Ce rêve vient montrer que la médecine en l’état, n’est pas habilitée à soigner l’être humain. Il faut qu’elle puisse compter avec la psychanalyse car, si l’être n’est pas sensibilisé au désir de son Moi, désir inconscient de ne pas être en vie, et surtout de ne pas exister, au désir de son Autre non barré et de sa résistance du Surmoi (les organisations intramoïques), le Moi ne viendra pas aux rendez-vous médicaux, ne respectera pas la posologie, refusera des traitements proposés, contestera les décisions de son docteur. En un mot, il ne fera pas ce qui est ordonné par le médecin.

Il faut signaler que je ne mange pas de ce pain-là : je suis allé à tous mes rendez-vous médicaux (sans oublier les viennoiseries pour le personnel si la consultation était le matin, et des douceurs si elle était l’après-midi). Je suis un patient très obéissant, j’ai fait tout ce qui m’a été ordonné.

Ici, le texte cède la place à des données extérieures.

//! Core types for statement execution.
//!
//! A statement result carries no schema metadata: cells are addressed by
//! position, in the order of the `SELECT` list.

use serde::{Deserialize, Serialize};
use std::fmt;

/// Opaque handles bound to the remote cluster and its credential.
#[derive(Debug, Clone, PartialEq, Eq, Hash, Serialize, Deserialize)]
pub struct Handles {
    /// ARN of the cluster the statement runs on.
    pub resource_arn: String,
    /// ARN of the secret holding the credential used to connect.
    pub secret_arn: String,
    /// Database to connect to; the endpoint default when `None`.
    #[serde(default, skip_serializing_if = "Option::is_none")]
    pub database: Option<String>,
}

impl Handles {
    /// Create handles targeting the endpoint's default database.
    pub fn new(resource_arn: impl Into<String>, secret_arn: impl Into<String>) -> Self {
        Self {
            resource_arn: resource_arn.into(),
            secret_arn: secret_arn.into(),
            database: None,
        }
    }

    /// Same handles, connected to a specific database.
    #[must_use]
    pub fn on_database(&self, database: impl Into<String>) -> Self {
        Self {
            database: Some(database.into()),
            ..self.clone()
        }
    }
}

/// A single scalar value, either returned in a row or bound as a parameter.
#[derive(Debug, Clone, PartialEq)]
pub enum Cell {
    /// SQL NULL.
    Null,
    /// Boolean value.
    Bool(bool),
    /// Integer value.
    Long(i64),
    /// Floating point value.
    Double(f64),
    /// Text value (also used for arrays and other types the endpoint stringifies).
    String(String),
}

impl Cell {
    /// Borrow the text value, if this is a string cell.
    #[must_use]
    pub fn as_str(&self) -> Option<&str> {
        match self {
            Self::String(s) => Some(s),
            _ => None,
        }
    }

    /// Interpret the cell as a boolean.
    ///
    /// Accepts boolean cells as well as the textual forms PostgreSQL uses
    /// when a boolean column is stringified (`t`/`f`, `true`/`false`).
    #[must_use]
    pub fn as_bool(&self) -> Option<bool> {
        match self {
            Self::Bool(b) => Some(*b),
            Self::String(s) => match s.as_str() {
                "t" | "true" | "TRUE" => Some(true),
                "f" | "false" | "FALSE" => Some(false),
                _ => None,
            },
            Self::Long(n) => Some(*n != 0),
            _ => None,
        }
    }

    /// Interpret the cell as an integer.
    #[must_use]
    pub fn as_i64(&self) -> Option<i64> {
        match self {
            Self::Long(n) => Some(*n),
            Self::String(s) => s.parse().ok(),
            _ => None,
        }
    }

    /// Whether the cell is SQL NULL.
    #[must_use]
    pub fn is_null(&self) -> bool {
        matches!(self, Self::Null)
    }
}

impl From<&str> for Cell {
    fn from(value: &str) -> Self {
        Self::String(value.to_string())
    }
}

impl From<String> for Cell {
    fn from(value: String) -> Self {
        Self::String(value)
    }
}

impl From<bool> for Cell {
    fn from(value: bool) -> Self {
        Self::Bool(value)
    }
}

impl From<i64> for Cell {
    fn from(value: i64) -> Self {
        Self::Long(value)
    }
}

/// One returned row; cells follow the `SELECT` list order.
pub type Row = Vec<Cell>;

/// A named parameter bound by the endpoint (`:name` in the SQL text).
#[derive(Debug, Clone, PartialEq)]
pub struct Parameter {
    /// Parameter name without the leading colon.
    pub name: String,
    /// Bound value.
    pub value: Cell,
}

/// One SQL statement plus its bound parameters.
#[derive(Debug, Clone, PartialEq)]
pub struct Statement {
    /// Statement text sent to the endpoint.
    pub sql: String,
    /// Named parameters.
    pub parameters: Vec<Parameter>,
    redacted: Option<String>,
}

impl Statement {
    /// Create a statement with no parameters.
    pub fn new(sql: impl Into<String>) -> Self {
        Self {
            sql: sql.into(),
            parameters: Vec::new(),
            redacted: None,
        }
    }

    /// Bind a named parameter.
    #[must_use]
    pub fn bind(mut self, name: impl Into<String>, value: impl Into<Cell>) -> Self {
        self.parameters.push(Parameter {
            name: name.into(),
            value: value.into(),
        });
        self
    }

    /// Text to show in logs and errors instead of the real statement.
    ///
    /// Used when the statement embeds a secret that cannot be bound as a
    /// parameter (for example `PASSWORD '...'` in DDL).
    #[must_use]
    pub fn redacted(mut self, display: impl Into<String>) -> Self {
        self.redacted = Some(display.into());
        self
    }

    /// Whether the statement text is hidden from display.
    #[must_use]
    pub fn is_redacted(&self) -> bool {
        self.redacted.is_some()
    }
}

impl fmt::Display for Statement {
    fn fmt(&self, f: &mut fmt::Formatter<'_>) -> fmt::Result {
        match &self.redacted {
            Some(display) => write!(f, "{}", display),
            None => write!(f, "{}", self.sql),
        }
    }
}

impl From<&str> for Statement {
    fn from(sql: &str) -> Self {
        Self::new(sql)
    }
}

impl From<String> for Statement {
    fn from(sql: String) -> Self {
        Self::new(sql)
    }
}

/// Rows returned by one statement.
#[derive(Debug, Clone, Default, PartialEq)]
pub struct StatementResult {
    /// Returned rows, empty for DDL.
    pub rows: Vec<Row>,
}

impl StatementResult {
    /// Create a result from rows.
    #[must_use]
    pub fn new(rows: Vec<Row>) -> Self {
        Self { rows }
    }

    /// Result of a statement that returns no rows.
    #[must_use]
    pub fn empty() -> Self {
        Self::default()
    }

    /// Number of rows.
    #[must_use]
    pub fn len(&self) -> usize {
        self.rows.len()
    }

    /// Whether no rows were returned.
    #[must_use]
    pub fn is_empty(&self) -> bool {
        self.rows.is_empty()
    }

    /// The row, if exactly one was returned.
    #[must_use]
    pub fn single(&self) -> Option<&Row> {
        match self.rows.as_slice() {
            [row] => Some(row),
            _ => None,
        }
    }
}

La maladie chez l’être parlant, personne ne sait pourquoi. L’être tombe malade parce que c’est dans la logique de sa vie.

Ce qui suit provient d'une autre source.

//! Plan rendering

use colored::Colorize;
use declarative::{DiffSummary, ExecutionPlan, ResourceDiff, ResourceState, compute_diffs, group_by_type};
use similar::{ChangeTag, TextDiff};

/// Diffs of every resource in the plan, in stage order
pub fn plan_diffs(plan: &ExecutionPlan) -> Vec<ResourceDiff> {
    plan.stages
        .iter()
        .flat_map(|stage| compute_diffs(&stage.resources))
        .collect()
}

fn type_title(resource_type: &str) -> &str {
    match resource_type {
        "postgres_database" => "Databases",
        "postgres_role" => "Roles",
        "postgres_grant" => "Grants",
        other => other,
    }
}

/// Word level rendering of a drifted setting
///
/// Removed words are shown red and struck through, added ones green.
pub fn inline_change(from: &str, to: &str) -> String {
    let diff = TextDiff::from_words(from, to);
    diff.iter_all_changes()
        .map(|change| {
            let value = change.value();
            match change.tag() {
                ChangeTag::Delete => value.red().strikethrough().to_string(),
                ChangeTag::Insert => value.green().to_string(),
                ChangeTag::Equal => value.to_string(),
            }
        })
        .collect()
}

fn symbol(diff: &ResourceDiff) -> colored::ColoredString {
    if diff.current == ResourceState::Unknown {
        "?".dimmed()
    } else if diff.is_addition() {
        "+".green()
    } else if diff.is_removal() {
        "-".red()
    } else {
        "~".yellow()
    }
}

fn detail(diff: &ResourceDiff) -> String {
    match (&diff.current, &diff.desired) {
        (ResourceState::Absent, ResourceState::Present { details }) => details.clone().unwrap_or_default(),
        (ResourceState::Present { details }, ResourceState::Absent) => details.clone().unwrap_or_default(),
        (ResourceState::Modified { from, to }, _) => inline_change(from, to),
        (ResourceState::Unknown, _) => "(state unknown)".to_string(),
        _ => String::new(),
    }
}

/// Display a list of diffs grouped by object kind
pub fn display_diff(diffs: &[ResourceDiff]) {
    if diffs.is_empty() {
        println!();
        println!("  {} No changes needed", "✓".green());
        return;
    }

    println!();
    println!("┌─ {} ─────────────────────────────────────────┐", "Plan".bold());
    println!("│");

    for (resource_type, type_diffs) in group_by_type(diffs) {
        println!("│ {}", type_title(&resource_type).bold());
        for diff in type_diffs {
            println!(
                "│   {} {:<30} {}",
                symbol(diff),
                diff.description,
                detail(diff).dimmed()
            );
        }
        println!("│");
    }

    let summary = DiffSummary::from_diffs(diffs);
    println!("├─────────────────────────────────────────────────────┤");
    println!(
        "│ Plan: {} to add, {} to change, {} to destroy",
        summary.additions.to_string().green(),
        summary.modifications.to_string().yellow(),
        summary.removals.to_string().red()
    );
    println!("└─────────────────────────────────────────────────────┘");
}

/// Line diff of two documents, indented
pub fn text_diff(old: &str, new: &str) -> Vec<String> {
    TextDiff::from_lines(old, new)
        .iter_all_changes()
        .filter_map(|change| {
            let line = change.value().trim_end_matches('\n');
            match change.tag() {
                ChangeTag::Delete => Some(format!("    {}", format!("- {line}").red())),
                ChangeTag::Insert => Some(format!("    {}", format!("+ {line}").green())),
                ChangeTag::Equal => None,
            }
        })
        .collect()
}
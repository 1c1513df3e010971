//! Player sessions for trivia lobbies.
//!
//! A [`PlayerSession`] owns exactly one client's [`Connection`]:
//!
//! 1. **Outbound**: [`PlayerSession::send`] encodes a [`ServerMessage`] and
//!    writes it under a per-session guard, so broadcasts from the lobby and
//!    direct replies never interleave.
//! 2. **Inbound**: [`PlayerSession::run`] decodes envelopes and forwards
//!    them to the owning lobby through the [`LobbyInbox`] seam.
//! 3. **Cleanup**: when the receive loop ends for any reason, the lobby is
//!    told to remove the player and the connection is closed, exactly once.
//!
//! # How it fits in the stack
//!
//! ```text
//! Lobby (above)      ← implements LobbyInbox, holds Arc<PlayerSession>
//!     ↕
//! Session (this crate)
//!     ↕
//! Protocol + Transport (below)
//! ```
//!
//! [`Connection`]: trivia_transport::Connection
//! [`ServerMessage`]: trivia_protocol::ServerMessage

mod error;
mod ids;
mod inbox;
mod session;

pub use error::SessionError;
pub use ids::{generate_player_id, generate_session_id};
pub use inbox::LobbyInbox;
pub use session::{DisconnectReason, PlayerSession};
//! The player session: one client's connection, as the lobby sees it.

use std::sync::Arc;
use std::sync::atomic::{AtomicBool, Ordering};

use tokio::sync::Mutex;
use trivia_protocol::{ClientMessage, Codec, Envelope, JsonCodec, PlayerId, ServerMessage};
use trivia_transport::{Connection, ConnectionId};

use crate::{LobbyInbox, SessionError};

/// Why a receive loop ended.
#[derive(Debug, Clone, Copy, PartialEq, Eq)]
pub enum DisconnectReason {
    /// The client closed the connection cleanly (or it was closed locally).
    Closed,
    /// Receiving from the connection failed.
    Transport,
    /// A frame was not a well-formed envelope.
    Decode,
    /// The lobby stopped accepting commands.
    LobbyClosed,
}

/// One connected player.
///
/// Shared as `Arc<PlayerSession<C>>` between the lobby (which sends) and
/// the connection task (which runs [`run`](Self::run)).
pub struct PlayerSession<C: Connection> {
    id: PlayerId,
    name: String,
    conn: C,
    codec: JsonCodec,
    /// Held for the duration of each outbound write.
    write_guard: Mutex<()>,
    /// Set once the remove-and-close cleanup has been claimed.
    finished: AtomicBool,
}

impl<C: Connection> PlayerSession<C> {
    /// Wraps an established connection.
    pub fn new(id: PlayerId, name: impl Into<String>, conn: C) -> Self {
        Self {
            id,
            name: name.into(),
            conn,
            codec: JsonCodec,
            write_guard: Mutex::new(()),
            finished: AtomicBool::new(false),
        }
    }

    pub fn id(&self) -> &PlayerId {
        &self.id
    }

    pub fn name(&self) -> &str {
        &self.name
    }

    pub fn connection_id(&self) -> ConnectionId {
        self.conn.id()
    }

    /// Returns `true` once cleanup has run (or been scheduled).
    pub fn is_finished(&self) -> bool {
        self.finished.load(Ordering::Acquire)
    }

    /// Encodes and writes one message.
    ///
    /// # Errors
    /// [`SessionError::Transport`] if the connection is closed or the write
    /// fails. Callers broadcasting to many players log this and move on.
    pub async fn send(&self, message: &ServerMessage) -> Result<(), SessionError> {
        let frame = self.codec.encode(message)?;
        let _guard = self.write_guard.lock().await;
        self.conn.send(&frame).await?;
        Ok(())
    }

    /// Closes the underlying connection.
    pub async fn close(&self) -> Result<(), SessionError> {
        self.conn.close().await?;
        Ok(())
    }

    /// Runs the receive loop until the connection ends, then removes the
    /// player from `inbox` and closes the connection.
    ///
    /// Cleanup happens exactly once on every exit path. If the task running
    /// this future is cancelled, a drop guard schedules the same cleanup on
    /// the current runtime.
    pub async fn run<I: LobbyInbox + Clone>(self: Arc<Self>, inbox: I) -> DisconnectReason {
        let mut guard = CleanupGuard {
            session: Arc::clone(&self),
            inbox: Some(inbox.clone()),
        };
        let reason = self.receive_frames(&inbox).await;
        guard.finish(reason).await;
        reason
    }

    async fn receive_frames<I: LobbyInbox>(&self, inbox: &I) -> DisconnectReason {
        let player_id = &self.id;
        loop {
            let frame = match self.conn.recv().await {
                Ok(Some(frame)) => frame,
                Ok(None) => {
                    tracing::info!(%player_id, "connection closed");
                    return DisconnectReason::Closed;
                }
                Err(e) => {
                    tracing::debug!(%player_id, error = %e, "recv error");
                    return DisconnectReason::Transport;
                }
            };

            let envelope: Envelope = match self.codec.decode(&frame) {
                Ok(envelope) => envelope,
                Err(e) => {
                    tracing::warn!(%player_id, error = %e, "undecodable envelope, disconnecting");
                    return DisconnectReason::Decode;
                }
            };

            let message = match ClientMessage::try_from(envelope) {
                Ok(message) => message,
                Err(e) => {
                    tracing::warn!(%player_id, error = %e, "ignoring inbound message");
                    continue;
                }
            };
            tracing::debug!(%player_id, ?message, "inbound message");

            let forwarded = match message {
                ClientMessage::Ready { status } => inbox.set_ready(player_id, status).await,
                ClientMessage::Guess { value } => inbox.submit_guess(player_id, value).await,
            };
            if let Err(e) = forwarded {
                tracing::debug!(%player_id, error = %e, "lobby no longer reachable");
                return DisconnectReason::LobbyClosed;
            }
        }
    }
}

/// Runs the remove-and-close cleanup for a session exactly once.
struct CleanupGuard<C: Connection, I: LobbyInbox> {
    session: Arc<PlayerSession<C>>,
    inbox: Option<I>,
}

impl<C: Connection, I: LobbyInbox> CleanupGuard<C, I> {
    async fn finish(&mut self, reason: DisconnectReason) {
        let Some(inbox) = self.claim() else {
            return;
        };
        let player_id = self.session.id();
        if let Err(e) = inbox.remove(player_id).await {
            tracing::debug!(%player_id, error = %e, "remove after disconnect failed");
        }
        if let Err(e) = self.session.close().await {
            tracing::debug!(%player_id, error = %e, "close after disconnect failed");
        }
        tracing::info!(%player_id, ?reason, "player session ended");
    }

    /// Takes the inbox if this guard is the first to claim cleanup.
    fn claim(&mut self) -> Option<I> {
        if self.session.finished.swap(true, Ordering::AcqRel) {
            return None;
        }
        self.inbox.take()
    }
}

impl<C: Connection, I: LobbyInbox> Drop for CleanupGuard<C, I> {
    fn drop(&mut self) {
        let Some(inbox) = self.claim() else {
            return;
        };
        let Ok(runtime) = tokio::runtime::Handle::try_current() else {
            return;
        };
        let session = Arc::clone(&self.session);
        runtime.spawn(async move {
            let player_id = session.id();
            let _ = inbox.remove(player_id).await;
            let _ = session.close().await;
            tracing::info!(%player_id, "player session ended (cancelled)");
        });
    }
}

Pour se protéger de cette rencontre avec sa destinée, il interprétera. L’interprétation de la maladie est la bienvenue pour que l’être puisse, par le symbolique, supporter le Réel (expression incarnée de la lésion) et la défaillance inévitable de l’organisme et sa conséquence finale qui est la mort.

Le psychanalyste n’interprète pas, il soutient l’interprétation. Il prépare le terrain pour que l’interprétation tombe comme un fruit mûr. Si cette dernière est imaginaire, il examine, il soupire car la vraie interprétation est symbolique et elle est le résultat d’une construction sur le divan.

Il me semble possible de dire que le déclenchement d’une maladie est multifactoriel. Il ne s’agit pas ici de me dédouaner avec une formule banale, mais de mettre en évidence que personne ne connaît l’origine du déclenchement d’une maladie, donc il n’est possible pour le psychiste, que de compter avec l’interprétation. L’interprétation fausse vient du Moi, télécommandée par ses organisations intramoïques ; la vraie vient de l’Autre barré.

Comme dit plus haut, l’interprétation imaginaire ne doit pas être épaulée par le clinicien. De là son soupir, son silence déconcertant. L’interprétation symbolique, construite sur le divan, a le statut de solide car l’être est engagé avec le désir de l’Autre barré. Pour savoir faire une telle distinction, le clinicien doit savoir où se trouve le Nord clinique et la voie qui amène au terminus de sa psychanalyse et à sa condition d’être castré.

À la sortie de psychanalyse se trouve l’être dans la position de sujet. Dans cette position, il ne maltraite plus son corps, il prend soin, il est zélé à faire que son existence lui soit légère. Et que mon lecteur ne s’étonne pas que j’introduise ici la formule latine Sit tibi terra levis car, au moment de mourir, il le fera de manière élégante.

Pour cette dernière hypothèse, le lecteur m’excusera, mais je serais dans l’impossibilité de constater la fausseté ou la véracité de mon écrit.